TASK MATERIAL:

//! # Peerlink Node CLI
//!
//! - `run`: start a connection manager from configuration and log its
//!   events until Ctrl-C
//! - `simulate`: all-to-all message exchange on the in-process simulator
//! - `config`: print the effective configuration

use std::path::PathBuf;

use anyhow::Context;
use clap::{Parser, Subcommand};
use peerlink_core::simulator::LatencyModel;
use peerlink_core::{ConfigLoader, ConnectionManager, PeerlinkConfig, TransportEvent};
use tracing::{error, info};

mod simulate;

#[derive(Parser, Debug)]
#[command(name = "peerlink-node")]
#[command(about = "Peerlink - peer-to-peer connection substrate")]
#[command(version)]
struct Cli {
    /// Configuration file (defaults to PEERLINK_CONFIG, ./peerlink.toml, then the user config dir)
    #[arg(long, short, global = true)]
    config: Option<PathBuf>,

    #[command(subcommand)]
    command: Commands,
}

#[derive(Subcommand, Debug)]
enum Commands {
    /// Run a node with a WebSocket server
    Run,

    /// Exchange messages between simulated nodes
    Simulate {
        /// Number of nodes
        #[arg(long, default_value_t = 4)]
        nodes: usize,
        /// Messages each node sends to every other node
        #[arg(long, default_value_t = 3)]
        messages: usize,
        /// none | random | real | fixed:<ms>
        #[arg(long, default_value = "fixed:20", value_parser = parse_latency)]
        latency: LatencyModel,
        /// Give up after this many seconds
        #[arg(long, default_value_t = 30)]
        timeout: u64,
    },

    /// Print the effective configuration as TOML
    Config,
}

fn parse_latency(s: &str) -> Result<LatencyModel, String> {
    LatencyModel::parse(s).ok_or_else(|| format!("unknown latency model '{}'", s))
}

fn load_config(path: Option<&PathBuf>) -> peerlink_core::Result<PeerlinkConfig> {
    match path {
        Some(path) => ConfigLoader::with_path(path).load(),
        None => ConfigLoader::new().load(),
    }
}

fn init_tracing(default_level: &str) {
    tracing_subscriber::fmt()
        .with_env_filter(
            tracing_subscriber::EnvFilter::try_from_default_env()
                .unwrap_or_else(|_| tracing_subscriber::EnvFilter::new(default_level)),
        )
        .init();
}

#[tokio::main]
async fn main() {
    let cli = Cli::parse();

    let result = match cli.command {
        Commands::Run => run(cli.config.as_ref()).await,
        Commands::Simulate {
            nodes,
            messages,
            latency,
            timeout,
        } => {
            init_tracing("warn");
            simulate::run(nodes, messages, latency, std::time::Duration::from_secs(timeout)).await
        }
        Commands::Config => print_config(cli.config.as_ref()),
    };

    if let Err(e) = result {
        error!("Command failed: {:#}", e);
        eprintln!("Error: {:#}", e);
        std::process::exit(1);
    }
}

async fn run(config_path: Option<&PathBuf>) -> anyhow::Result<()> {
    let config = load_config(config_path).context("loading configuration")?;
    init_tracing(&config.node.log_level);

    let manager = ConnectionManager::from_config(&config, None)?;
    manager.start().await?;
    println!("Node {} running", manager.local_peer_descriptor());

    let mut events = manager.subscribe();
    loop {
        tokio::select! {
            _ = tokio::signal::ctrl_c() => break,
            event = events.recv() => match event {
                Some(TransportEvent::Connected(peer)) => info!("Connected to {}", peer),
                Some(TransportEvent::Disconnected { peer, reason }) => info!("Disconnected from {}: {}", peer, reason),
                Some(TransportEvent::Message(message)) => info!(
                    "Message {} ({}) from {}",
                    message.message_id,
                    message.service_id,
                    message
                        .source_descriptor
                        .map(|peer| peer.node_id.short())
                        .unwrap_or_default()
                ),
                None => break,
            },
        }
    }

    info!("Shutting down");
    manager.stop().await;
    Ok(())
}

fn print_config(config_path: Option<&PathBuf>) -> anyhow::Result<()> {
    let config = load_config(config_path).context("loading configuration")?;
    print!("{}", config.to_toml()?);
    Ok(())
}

TASK: Nothing should appear in the answer except the lines from the one with "let manager = ConnectionManager::from_config(&config, None)?;" through the final line of the records, written exactly.

FINAL ANSWER:
    let manager = ConnectionManager::from_config(&config, None)?;
    manager.start().await?;
    println!("Node {} running", manager.local_peer_descriptor());

    let mut events = manager.subscribe();
    loop {
        tokio::select! {
            _ = tokio::signal::ctrl_c() => break,
            event = events.recv() => match event {
                Some(TransportEvent::Connected(peer)) => info!("Connected to {}", peer),
                Some(TransportEvent::Disconnected { peer, reason }) => info!("Disconnected from {}: {}", peer, reason),
                Some(TransportEvent::Message(message)) => info!(
                    "Message {} ({}) from {}",
                    message.message_id,
                    message.service_id,
                    message
                        .source_descriptor
                        .map(|peer| peer.node_id.short())
                        .unwrap_or_default()
                ),
                None => break,
            },
        }
    }

    info!("Shutting down");
    manager.stop().await;
    Ok(())
}

fn print_config(config_path: Option<&PathBuf>) -> anyhow::Result<()> {
    let config = load_config(config_path).context("loading configuration")?;
    print!("{}", config.to_toml()?);
    Ok(())
}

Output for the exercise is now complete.